In this article, you will learn the general guidelines and how-to procedure of factory acceptance test (FAT) of a PLC Panel.
PLC system always comes in a control panel. It is not possible to run the PLC system without a control panel.
Basically, it is the electrical panel where the PLC is mounted along with other electric devices like contactors, relays, terminal boards, fuses, circuit breakers, and bus bar. All of these components comprise an electrical panel.
Factory Acceptance Test of PLC Panel
Suppose you have designed a PLC system and made it ready for testing. But, you need to follow some general guidelines to see whether all the components and their wiring is proper or not. This has to be done in front of the customer before dispatching it to them. This process is called FAT (Factory Acceptance Test).
So the PLC panel will be tested at the factory and only accepted by the client if it is functioning properly as per the design documents.
Let’s study the step-by-step procedure for executing a proper FAT of the system.
You first of all created documents like the IO list, electrical drawing, GA (General Architecture) of the panel, and BOM (Bill of Materials) and sent them to the customer for approval.
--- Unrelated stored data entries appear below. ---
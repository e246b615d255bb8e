use std::env;
use std::path::PathBuf;
use thiserror::Error;

pub const ENV_API_KEY: &str = "GEMINI_API_KEY";

#[derive(Debug, Error)]
pub enum ConfigError {
    #[error("{ENV_API_KEY} environment variable is not set")]
    MissingApiKey,
    #[error("invalid value for {var}: {value}")]
    Invalid { var: String, value: String },
}

/// Process-wide settings, resolved once at startup.
///
/// Values come from the environment (a `.env` file is honored when present).
/// The API key is a hard precondition: nothing network- or browser-facing is
/// constructed before it resolves.
#[derive(Clone, Debug)]
pub struct Config {
    pub api_key: String,
    pub model: String,
    pub api_base: String,
    pub results_dir: PathBuf,
    pub headless: bool,
    pub max_steps: usize,
    pub max_actions_per_step: usize,
    pub use_vision: bool,
}

impl Config {
    pub fn from_env() -> Result<Self, ConfigError> {
        // Best-effort: a missing .env file is not an error.
        let _ = dotenvy::dotenv();

        let api_key = env::var(ENV_API_KEY).unwrap_or_default();
        if api_key.trim().is_empty() {
            return Err(ConfigError::MissingApiKey);
        }

        Ok(Self {
            api_key,
            model: env::var("GEMINI_MODEL").unwrap_or_else(|_| "gemini-2.0-flash-lite".into()),
            api_base: env::var("GEMINI_BASE_URL")
                .unwrap_or_else(|_| "https://generativelanguage.googleapis.com/v1beta".into()),
            results_dir: env::var("WEBTRAILS_RESULTS_DIR")
                .map(PathBuf::from)
                .unwrap_or_else(|_| PathBuf::from(crate::trajectory::DEFAULT_RESULTS_DIR)),
            headless: env_flag("WEBTRAILS_HEADLESS", true)?,
            max_steps: env_usize("WEBTRAILS_MAX_STEPS", 25)?,
            max_actions_per_step: env_usize("WEBTRAILS_MAX_ACTIONS_PER_STEP", 1)?,
            use_vision: env_flag("WEBTRAILS_USE_VISION", true)?,
        })
    }
}

fn env_flag(var: &str, default: bool) -> Result<bool, ConfigError> {
    match env::var(var) {
        Err(_) => Ok(default),
        Ok(raw) => match raw.trim().to_ascii_lowercase().as_str() {
            "1" | "true" | "yes" | "on" => Ok(true),
            "0" | "false" | "no" | "off" => Ok(false),
            _ => Err(ConfigError::Invalid { var: var.into(), value: raw }),
        },
    }
}

fn env_usize(var: &str, default: usize) -> Result<usize, ConfigError> {
    match env::var(var) {
        Err(_) => Ok(default),
        Ok(raw) => raw.trim().parse().map_err(|_| ConfigError::Invalid {
            var: var.into(),
            value: raw,
        }),
    }
}

#[cfg(test)]
mod tests {
    use super::*;

    #[test]
    fn flag_parsing() {
        std::env::set_var("WEBTRAILS_TEST_FLAG", "off");
        assert!(!env_flag("WEBTRAILS_TEST_FLAG", true).unwrap());
        std::env::set_var("WEBTRAILS_TEST_FLAG", "maybe");
        assert!(env_flag("WEBTRAILS_TEST_FLAG", true).is_err());
        std::env::remove_var("WEBTRAILS_TEST_FLAG");
        assert!(env_flag("WEBTRAILS_TEST_FLAG", true).unwrap());
    }
}
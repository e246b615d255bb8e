use axum::extract::{Form, Path, State};
use axum::http::{header, StatusCode};
use axum::response::{Html, IntoResponse, Redirect};
use axum::routing::{get, post};
use axum::Router;
use serde::Deserialize;
use std::net::SocketAddr;
use std::sync::{Arc, Mutex};
use tokio::fs as async_fs;
use tracing::{error, info, warn};

use crate::agent::RunGate;
use crate::config::Config;
use crate::runner;
use crate::trajectory::TRAJECTORY_SUBDIR;
use crate::viewer;

#[derive(Clone)]
struct AppState {
    cfg: Arc<Config>,
    gate: RunGate,
    last_outcome: Arc<Mutex<Option<String>>>,
}

/// Serve the results dashboard: saved-run browsing plus a task form whose
/// submission runs the agent on a background task. The HTTP handlers never
/// block on a run; the gate keeps it to one run at a time.
pub async fn serve(cfg: Config, addr: SocketAddr) -> anyhow::Result<()> {
    let state = AppState {
        cfg: Arc::new(cfg),
        gate: RunGate::new(),
        last_outcome: Arc::new(Mutex::new(None)),
    };
    let app = Router::new()
        .route("/", get(index))
        .route("/run", post(start_run))
        .route("/runs/{id}", get(show_run))
        .route("/runs/{id}/trajectory/{file}", get(screenshot))
        .with_state(state);

    let listener = tokio::net::TcpListener::bind(addr).await?;
    info!(%addr, "dashboard listening");
    axum::serve(listener, app).await?;
    Ok(())
}

async fn index(State(state): State<AppState>) -> Html<String> {
    let mut body = String::new();
    body.push_str("<h1>Browser Task Results</h1>");

    if state.gate.is_busy() {
        body.push_str("<p class=\"status\">Task is running...</p>");
    } else if let Some(msg) = state.last_outcome.lock().unwrap().clone() {
        body.push_str(&format!("<p class=\"status\">{}</p>", escape(&msg)));
    }

    body.push_str(
        "<form method=\"post\" action=\"/run\">\
         <textarea name=\"task\" rows=\"4\" cols=\"80\" \
         placeholder=\"Enter task...\"></textarea><br>\
         <button type=\"submit\">Run Task</button></form>",
    );

    body.push_str("<h2>Saved Runs</h2>");
    match viewer::list_runs(&state.cfg.results_dir).await {
        Ok(runs) if runs.is_empty() => {
            body.push_str("<p>No results found. Run a task first!</p>");
        }
        Ok(runs) => {
            body.push_str("<ul>");
            for run in runs {
                let id = escape(&run.id);
                body.push_str(&format!("<li><a href=\"/runs/{id}\">{id}</a></li>"));
            }
            body.push_str("</ul>");
        }
        Err(e) => {
            error!("listing runs failed: {}", e);
            body.push_str("<p>Could not read the results directory.</p>");
        }
    }

    page("Browser Task Results", &body)
}

#[derive(Deserialize)]
struct RunForm {
    task: String,
}

async fn start_run(State(state): State<AppState>, Form(form): Form<RunForm>) -> Redirect {
    let task = form.task.trim().to_string();
    if task.is_empty() {
        set_outcome(&state, "Please enter a task.");
        return Redirect::to("/");
    }
    match state.gate.try_acquire() {
        None => {
            warn!("run rejected: a task is already running");
            set_outcome(
                &state,
                "A task is already running. Please wait for it to complete.",
            );
        }
        Some(token) => {
            let cfg = Arc::clone(&state.cfg);
            let last_outcome = Arc::clone(&state.last_outcome);
            tokio::spawn(async move {
                let message = match runner::run_task(&cfg, &task).await {
                    Ok(outcome) => format!(
                        "Task completed ({} steps), saved to {}",
                        outcome.history.steps.len(),
                        outcome.run_dir.display()
                    ),
                    Err(e) => {
                        error!("task failed: {:#}", e);
                        format!("Error during task: {e:#}")
                    }
                };
                *last_outcome.lock().unwrap() = Some(message);
                drop(token);
            });
        }
    }
    Redirect::to("/")
}

async fn show_run(
    State(state): State<AppState>,
    Path(id): Path<String>,
) -> Result<Html<String>, StatusCode> {
    if !safe_component(&id) {
        return Err(StatusCode::BAD_REQUEST);
    }
    let dir = state.cfg.results_dir.join(&id);
    let view = viewer::load_run(&dir)
        .await
        .map_err(|_| StatusCode::NOT_FOUND)?;

    let mut body = String::new();
    body.push_str(&format!("<p><a href=\"/\">&larr; all runs</a></p><h1>Run {}</h1>", escape(&view.id)));

    body.push_str("<h2>Screenshots</h2>");
    if view.screenshots.is_empty() {
        body.push_str("<p>No screenshots were captured for this run.</p>");
    }
    for shot in &view.screenshots {
        let file = shot
            .path
            .file_name()
            .map(|n| n.to_string_lossy().into_owned())
            .unwrap_or_default();
        body.push_str(&format!(
            "<figure><figcaption>Step {}</figcaption>\
             <img src=\"/runs/{}/trajectory/{}\" alt=\"Step {}\"></figure>",
            shot.step + 1,
            escape(&view.id),
            escape(&file),
            shot.step + 1,
        ));
    }

    if let Some(info) = &view.info {
        body.push_str("<h2>Extracted Information</h2>");
        if !info.urls.is_empty() {
            body.push_str("<h3>URLs Visited</h3><ul>");
            for url in &info.urls {
                body.push_str(&format!("<li>{}</li>", escape(url)));
            }
            body.push_str("</ul>");
        }
        if !info.actions.is_empty() {
            let doc = serde_json::to_string_pretty(&info.actions).unwrap_or_default();
            body.push_str(&format!("<h3>Actions Taken</h3><pre>{}</pre>", escape(&doc)));
        }
        if !info.extracted_content.is_empty() {
            body.push_str("<h3>Extracted Content</h3><ul>");
            for item in &info.extracted_content {
                body.push_str(&format!("<li>{}</li>", escape(item)));
            }
            body.push_str("</ul>");
        }
    }

    Ok(page(&format!("Run {}", view.id), &body))
}

async fn screenshot(
    State(state): State<AppState>,
    Path((id, file)): Path<(String, String)>,
) -> Result<impl IntoResponse, StatusCode> {
    if !safe_component(&id) || viewer::step_ordinal(&file).is_none() {
        return Err(StatusCode::BAD_REQUEST);
    }
    let path = state
        .cfg
        .results_dir
        .join(&id)
        .join(TRAJECTORY_SUBDIR)
        .join(&file);
    let bytes = async_fs::read(&path)
        .await
        .map_err(|_| StatusCode::NOT_FOUND)?;
    Ok(([(header::CONTENT_TYPE, "image/png")], bytes))
}

fn set_outcome(state: &AppState, message: &str) {
    *state.last_outcome.lock().unwrap() = Some(message.to_string());
}

fn safe_component(s: &str) -> bool {
    !s.is_empty() && s != "." && s != ".." && !s.contains(['/', '\\'])
}

fn page(title: &str, body: &str) -> Html<String> {
    Html(format!(
        "<!doctype html><html><head><meta charset=\"utf-8\">\
         <title>{}</title>\
         <style>\
         body {{ font-family: sans-serif; margin: 2rem auto; max-width: 60rem; }}\
         img {{ max-width: 100%; border: 1px solid #ccc; }}\
         pre {{ background: #f4f4f4; padding: 1rem; overflow-x: auto; }}\
         .status {{ background: #eef; padding: 0.5rem 1rem; }}\
         </style></head><body>{}</body></html>",
        escape(title),
        body
    ))
}

fn escape(s: &str) -> String {
    let mut out = String::with_capacity(s.len());
    for c in s.chars() {
        match c {
            '&' => out.push_str("&amp;"),
            '<' => out.push_str("&lt;"),
            '>' => out.push_str("&gt;"),
            '"' => out.push_str("&quot;"),
            '\'' => out.push_str("&#39;"),
            _ => out.push(c),
        }
    }
    out
}
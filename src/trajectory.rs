use anyhow::{Context, Result};
use base64::engine::general_purpose::STANDARD as B64;
use base64::Engine as _;
use chrono::Local;
use serde::{Deserialize, Serialize};
use serde_json::{Map, Value};
use std::path::{Path, PathBuf};
use tokio::fs as async_fs;
use tracing::info;

use crate::agent::AgentHistory;

pub const DEFAULT_RESULTS_DIR: &str = "saved_trajectories";
pub const TRAJECTORY_SUBDIR: &str = "trajectory";
pub const INFO_FILE: &str = "info.json";

/// The metadata document written next to a run's screenshots. Every field
/// defaults so documents written by older or newer builds still load.
#[derive(Clone, Debug, Default, Serialize, Deserialize)]
#[serde(default)]
pub struct RunInfo {
    pub urls: Vec<String>,
    pub actions: Vec<Value>,
    pub extracted_content: Vec<String>,
}

impl RunInfo {
    pub fn from_history(history: &AgentHistory) -> Self {
        Self {
            urls: history.urls(),
            actions: history
                .model_actions()
                .iter()
                .map(|a| json_safe(&a.to_json()))
                .collect(),
            extracted_content: history.extracted_content(),
        }
    }
}

/// Writes one directory per run under `root`:
/// `<root>/<run_id>/trajectory/step_<index>.png` plus
/// `<root>/<run_id>/info.json`, written whole, exactly once.
pub struct TrajectoryStore {
    root: PathBuf,
}

impl TrajectoryStore {
    pub fn new<P: AsRef<Path>>(root: P) -> Self {
        Self {
            root: root.as_ref().to_path_buf(),
        }
    }

    pub fn root(&self) -> &Path {
        &self.root
    }

    /// Persist under a timestamp-derived run id.
    pub async fn save(&self, history: &AgentHistory) -> Result<PathBuf> {
        let run_id = Local::now().format("%Y%m%d_%H%M%S").to_string();
        self.save_as(&run_id, history).await
    }

    /// Persist under an explicit run id. The run directory is created even
    /// when no step carries a screenshot.
    pub async fn save_as(&self, run_id: &str, history: &AgentHistory) -> Result<PathBuf> {
        let run_dir = self.root.join(run_id);
        let traj_dir = run_dir.join(TRAJECTORY_SUBDIR);
        async_fs::create_dir_all(&traj_dir)
            .await
            .with_context(|| format!("create {}", traj_dir.display()))?;

        for step in &history.steps {
            if let Some(b64) = &step.screenshot_b64 {
                let png = B64
                    .decode(b64)
                    .with_context(|| format!("step {} screenshot is not valid base64", step.index))?;
                let path = traj_dir.join(format!("step_{}.png", step.index));
                async_fs::write(&path, &png)
                    .await
                    .with_context(|| format!("write {}", path.display()))?;
            }
        }

        let info = RunInfo::from_history(history);
        let doc = serde_json::to_vec_pretty(&info)?;
        let info_path = run_dir.join(INFO_FILE);
        async_fs::write(&info_path, &doc)
            .await
            .with_context(|| format!("write {}", info_path.display()))?;

        info!(run = run_id, steps = history.steps.len(), "trajectory saved");
        Ok(run_dir)
    }
}

/// Recursively reduce a value to the shape we are willing to persist:
/// underscore-prefixed map keys are dropped at every depth, arrays map
/// element-wise, primitives pass through. Total for any finite input.
pub fn json_safe(v: &Value) -> Value {
    match v {
        Value::Object(map) => Value::Object(
            map.iter()
                .filter(|(k, _)| !k.starts_with('_'))
                .map(|(k, val)| (k.clone(), json_safe(val)))
                .collect::<Map<String, Value>>(),
        ),
        Value::Array(items) => Value::Array(items.iter().map(json_safe).collect()),
        _ => v.clone(),
    }
}
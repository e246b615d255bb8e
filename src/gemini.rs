use anyhow::{bail, Context, Result};
use reqwest::Client;
use serde_json::{json, Value};
use std::env;

#[derive(Clone)]
pub struct GeminiConfig {
    pub api_base: String, // e.g. "https://generativelanguage.googleapis.com/v1beta"
    pub api_key: String,  // env GEMINI_API_KEY
    pub model: String,    // e.g. "gemini-2.0-flash-lite"
    pub temperature: f64,
}

impl Default for GeminiConfig {
    fn default() -> Self {
        Self {
            api_base: env::var("GEMINI_BASE_URL")
                .unwrap_or_else(|_| "https://generativelanguage.googleapis.com/v1beta".into()),
            api_key: env::var(crate::config::ENV_API_KEY).unwrap_or_default(),
            model: env::var("GEMINI_MODEL").unwrap_or_else(|_| "gemini-2.0-flash-lite".into()),
            temperature: 0.7,
        }
    }
}

impl From<&crate::config::Config> for GeminiConfig {
    fn from(cfg: &crate::config::Config) -> Self {
        Self {
            api_base: cfg.api_base.clone(),
            api_key: cfg.api_key.clone(),
            model: cfg.model.clone(),
            temperature: 0.7,
        }
    }
}

#[derive(Clone)]
pub struct GeminiClient {
    http: Client,
    cfg: GeminiConfig,
}

impl GeminiClient {
    pub fn new(cfg: GeminiConfig) -> Result<Self> {
        if cfg.api_key.trim().is_empty() {
            bail!("{} missing", crate::config::ENV_API_KEY);
        }
        Ok(Self {
            http: Client::new(),
            cfg,
        })
    }

    pub fn model(&self) -> &str {
        &self.cfg.model
    }

    /// One-shot free-text generation. Used by the availability probe and any
    /// caller that wants a plain completion rather than a planning turn.
    pub async fn generate(&self, prompt: &str) -> Result<String> {
        let parts = vec![json!({ "text": prompt })];
        self.request(parts, false).await
    }

    /// A planning turn: the composed instruction text plus, when available,
    /// the current screenshot as an inline PNG part. The model is asked for a
    /// JSON reply; decoding happens at the planner layer.
    pub async fn plan_turn(&self, prompt: &str, screenshot_b64: Option<&str>) -> Result<String> {
        let mut parts = vec![json!({ "text": prompt })];
        if let Some(b64) = screenshot_b64 {
            parts.push(json!({
                "inline_data": { "mime_type": "image/png", "data": b64 }
            }));
        }
        self.request(parts, true).await
    }

    async fn request(&self, parts: Vec<Value>, json_reply: bool) -> Result<String> {
        let url = format!(
            "{}/models/{}:generateContent",
            self.cfg.api_base, self.cfg.model
        );
        let mut generation_config = json!({
            "temperature": self.cfg.temperature,
            "candidateCount": 1,
        });
        if json_reply {
            generation_config["responseMimeType"] = Value::String("application/json".into());
        }
        let req = json!({
            "contents": [ { "role": "user", "parts": parts } ],
            "generationConfig": generation_config,
        });

        let resp = self
            .http
            .post(url)
            .header("x-goog-api-key", &self.cfg.api_key)
            .json(&req)
            .send()
            .await?;
        let status = resp.status();
        let text = resp.text().await?;
        if !status.is_success() {
            bail!("Gemini error {}: {}", status, text);
        }
        let v: Value =
            serde_json::from_str(&text).context("failed to parse Gemini response JSON")?;
        Self::extract_text(&v)
    }

    fn extract_text(v: &Value) -> Result<String> {
        v.pointer("/candidates/0/content/parts/0/text")
            .and_then(|x| x.as_str())
            .map(|s| s.to_string())
            .context("Gemini response carried no text part")
    }
}

#[cfg(test)]
mod tests {
    use super::*;

    #[test]
    fn rejects_empty_key() {
        let cfg = GeminiConfig {
            api_base: "https://example.invalid".into(),
            api_key: "  ".into(),
            model: "gemini-2.0-flash-lite".into(),
            temperature: 0.7,
        };
        assert!(GeminiClient::new(cfg).is_err());
    }

    #[test]
    fn extracts_candidate_text() {
        let v = json!({
            "candidates": [
                { "content": { "parts": [ { "text": "pong" } ], "role": "model" } }
            ]
        });
        assert_eq!(GeminiClient::extract_text(&v).unwrap(), "pong");
        assert!(GeminiClient::extract_text(&json!({ "candidates": [] })).is_err());
    }
}
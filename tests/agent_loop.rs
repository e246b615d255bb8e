//! Agent run-loop tests over scripted planner and surface doubles.

use async_trait::async_trait;
use base64::engine::general_purpose::STANDARD as B64;
use base64::Engine as _;
use nanoid::nanoid;
use std::sync::Mutex;

use webtrails::agent::{
    ActionOutcome, ActionRecord, Agent, AgentConfig, AgentError, Decision, NullSurface,
    Observation, Planner, RunStatus, Surface,
};

/// Planner that replays a fixed list of decisions, then declares done.
struct ScriptedPlanner {
    script: Mutex<Vec<Decision>>,
}

impl ScriptedPlanner {
    fn new(script: Vec<Decision>) -> Self {
        Self {
            script: Mutex::new(script),
        }
    }
}

#[async_trait]
impl Planner for ScriptedPlanner {
    async fn plan(
        &self,
        _task: &str,
        _observation: &Observation,
        _last_error: Option<&AgentError>,
    ) -> Result<Decision, AgentError> {
        let mut script = self.script.lock().unwrap();
        if script.is_empty() {
            Ok(Decision {
                thought: "script exhausted".into(),
                actions: vec![ActionRecord::Done {
                    summary: "exhausted".into(),
                }],
            })
        } else {
            Ok(script.remove(0))
        }
    }
}

struct FailingPlanner;

#[async_trait]
impl Planner for FailingPlanner {
    async fn plan(
        &self,
        _task: &str,
        _observation: &Observation,
        _last_error: Option<&AgentError>,
    ) -> Result<Decision, AgentError> {
        Err(AgentError::Llm("model unavailable".into()))
    }
}

/// Surface double with a fixed page: screenshots on demand, "pong" when
/// asked to extract.
struct StubSurface;

#[async_trait]
impl Surface for StubSurface {
    async fn observe(&self, with_screenshot: bool) -> Result<Observation, AgentError> {
        Ok(Observation {
            id: nanoid!(),
            url: Some("https://example.com".into()),
            title: Some("Example Domain".into()),
            screenshot_b64: with_screenshot.then(|| B64.encode([0x89, 0x50, 0x4e, 0x47])),
        })
    }

    async fn act(&self, action: &ActionRecord) -> Result<ActionOutcome, AgentError> {
        match action {
            ActionRecord::Extract { .. } => Ok(ActionOutcome {
                extracted: Some("pong".into()),
            }),
            ActionRecord::Click { .. } => Err(AgentError::Browser("nothing to click".into())),
            _ => Ok(ActionOutcome::default()),
        }
    }
}

fn scroll(dy: i64) -> ActionRecord {
    ActionRecord::Scroll { dx: 0, dy }
}

#[tokio::test]
async fn completes_on_done_decision() {
    let planner = ScriptedPlanner::new(vec![
        Decision {
            thought: "scroll a bit".into(),
            actions: vec![scroll(300)],
        },
        Decision {
            thought: "answer".into(),
            actions: vec![ActionRecord::Done {
                summary: "all done".into(),
            }],
        },
    ]);
    let agent = Agent::new("ping", NullSurface, planner, AgentConfig::default());

    let history = agent.run().await.unwrap();
    assert_eq!(history.status, RunStatus::Completed);
    assert_eq!(history.result.as_deref(), Some("all done"));
    assert_eq!(history.steps.len(), 2);
}

#[tokio::test]
async fn truncates_actions_to_per_step_budget() {
    let planner = ScriptedPlanner::new(vec![Decision {
        thought: "burst".into(),
        actions: vec![scroll(1), scroll(2), scroll(3)],
    }]);
    let cfg = AgentConfig {
        max_actions_per_step: 1,
        ..AgentConfig::default()
    };
    let agent = Agent::new("ping", NullSurface, planner, cfg);

    let history = agent.run().await.unwrap();
    assert_eq!(history.steps[0].actions.len(), 1);
}

#[tokio::test]
async fn step_budget_exhaustion_interrupts() {
    let planner = ScriptedPlanner::new(
        (0..10)
            .map(|i| Decision {
                thought: format!("scroll {i}"),
                actions: vec![scroll(100)],
            })
            .collect(),
    );
    let cfg = AgentConfig {
        max_steps: 3,
        ..AgentConfig::default()
    };
    let agent = Agent::new("ping", NullSurface, planner, cfg);

    let history = agent.run().await.unwrap();
    assert_eq!(history.status, RunStatus::Interrupted);
    assert_eq!(history.steps.len(), 3);
}

#[tokio::test]
async fn planner_failure_is_raised_not_swallowed() {
    let agent = Agent::new("ping", NullSurface, FailingPlanner, AgentConfig::default());
    let err = agent.run().await.unwrap_err();
    assert!(matches!(err, AgentError::Llm(_)));
}

#[tokio::test]
async fn records_urls_screenshots_and_extractions() {
    let planner = ScriptedPlanner::new(vec![
        Decision {
            thought: "read the page".into(),
            actions: vec![ActionRecord::Extract { selector: None }],
        },
        Decision {
            thought: "answer".into(),
            actions: vec![ActionRecord::Done {
                summary: "pong".into(),
            }],
        },
    ]);
    let agent = Agent::new("ping", StubSurface, planner, AgentConfig::default());

    let history = agent.run().await.unwrap();
    assert_eq!(history.extracted_content(), vec!["pong".to_string()]);
    assert!(history.urls().iter().all(|u| u == "https://example.com"));
    assert!(history.steps[0].screenshot_b64.is_some());
    let kinds: Vec<&str> = history.model_actions().iter().map(|a| a.kind()).collect();
    assert_eq!(kinds, vec!["extract", "done"]);
}

#[tokio::test]
async fn action_failure_is_recorded_and_run_continues() {
    let planner = ScriptedPlanner::new(vec![
        Decision {
            thought: "try a click".into(),
            actions: vec![ActionRecord::Click {
                selector: "#missing".into(),
            }],
        },
        Decision {
            thought: "give up".into(),
            actions: vec![ActionRecord::Done {
                summary: "done anyway".into(),
            }],
        },
    ]);
    let agent = Agent::new("ping", StubSurface, planner, AgentConfig::default());

    let history = agent.run().await.unwrap();
    assert_eq!(history.status, RunStatus::Completed);
    assert!(history.steps[0].error.as_deref().unwrap().contains("browser error"));
    assert!(history.steps[1].error.is_none());
}
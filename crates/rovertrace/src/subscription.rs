use bevy::prelude::*;

use crate::store::{EventSink, StoreError, SubscriptionId, TelemetryStore};

#[derive(Debug, Clone, PartialEq, Eq)]
pub struct ActiveSubscription {
    pub id: SubscriptionId,
    pub path: String,
}

/// Owns the one live subscription to the telemetry path.
///
/// Every subscription gets a fresh id and store callbacks are tagged with
/// it. Anything tagged with an id other than the active one was produced
/// for a released subscription and must be dropped by the consumer, which
/// is what makes release effective even for callbacks already queued.
#[derive(Resource, Default, Debug)]
pub struct SubscriptionManager {
    last_id: SubscriptionId,
    active: Option<ActiveSubscription>,
}

impl SubscriptionManager {
    /// Open a subscription to `path`, releasing any previous one first.
    pub fn activate(
        &mut self,
        store: &dyn TelemetryStore,
        path: &str,
        sink: EventSink,
    ) -> Result<SubscriptionId, StoreError> {
        self.release(store);

        self.last_id += 1;
        let id = self.last_id;
        store.subscribe(path, id, sink)?;
        info!("Subscribed to '{}' (subscription {})", path, id);

        self.active = Some(ActiveSubscription {
            id,
            path: path.to_string(),
        });
        Ok(id)
    }

    pub fn release(&mut self, store: &dyn TelemetryStore) {
        if let Some(active) = self.active.take() {
            store.unsubscribe(active.id);
            info!(
                "Released subscription {} to '{}'",
                active.id, active.path
            );
        }
    }

    /// Whether events tagged with `id` may still be applied.
    pub fn accepts(&self, id: SubscriptionId) -> bool {
        self.active.as_ref().is_some_and(|active| active.id == id)
    }

    pub fn active(&self) -> Option<&ActiveSubscription> {
        self.active.as_ref()
    }
}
So, before calling them for FAT at your factory, make sure you have two hard copies of the above-mentioned documents for verification; one for you and the other for the customer to check and approve.
Now that the client is with you and ready for inspection; first of all, let them verify all the components according to BOM (Bill of material) visually. It is to be done to ensure that all the materials that you have sold to them are present in the panel or not.
Let them verify the GA of the PLC panel and visually check whether it’s proper or not.
Let them inspect the panel outdoors, fabrication, and gland hole design approved by them. So, as you must have read, this step is the visual verification of all the documents and electrical panels before powering them up.
After the visual inspection has been done, connect the main power supply to the panel and power it up.
Check the incoming voltage with a multimeter on its terminal board. Check the voltage between earth to neutral and see if it is below 0.5V. If everything is proper, then turn on all the MCBs in the panel one by one.
Turning on the MCBs and other circuit breakers means the panel is fully charged now. So, the PLC is also powered up eventually.
Now that the PLC is powered up, you have to connect your laptop or PC to it and download the final backup in it.
After downloading, keep the PLC in run mode and see if it shows any error or not. If you have HMI or SCADA also in the panel, then download its final program too.
Now, you have to check the IOs of the PLC. According to the wiring that you have done, check digital inputs first.
On giving the input at the desired terminal point in the panel or somewhere else, the corresponding PLC input address in the program must be turned on.
Then, check the digital outputs. According to the PLC output address that you have turned on, the physical PLC output must also turn on.
When it is ON, check the output voltage across it. The output is connected to a relay board mostly. If the relay turns on, then check whether its output is given to a contactor or terminal board.
The final objective is to check the output voltage coming across the terminals. Then, check the analog inputs.
On giving the input, the corresponding PLC input address in the program must be shown analog counts accordingly.
Then, check the analog outputs. According to the PLC output address that you have given counts, the physical PLC output must also give the corresponding counts.
Check the current or voltage across the terminals where the wire is connected.
Now, sum up all the points tested and make a compliance report. Give the remarks accordingly if something is faulty or pending to be checked.
If the client gives approval after testing has been completed, then your PLC panel is ready to be dispatched and FAT has been completed.
In this way, we saw the general steps in conducting the FAT of a PLC system.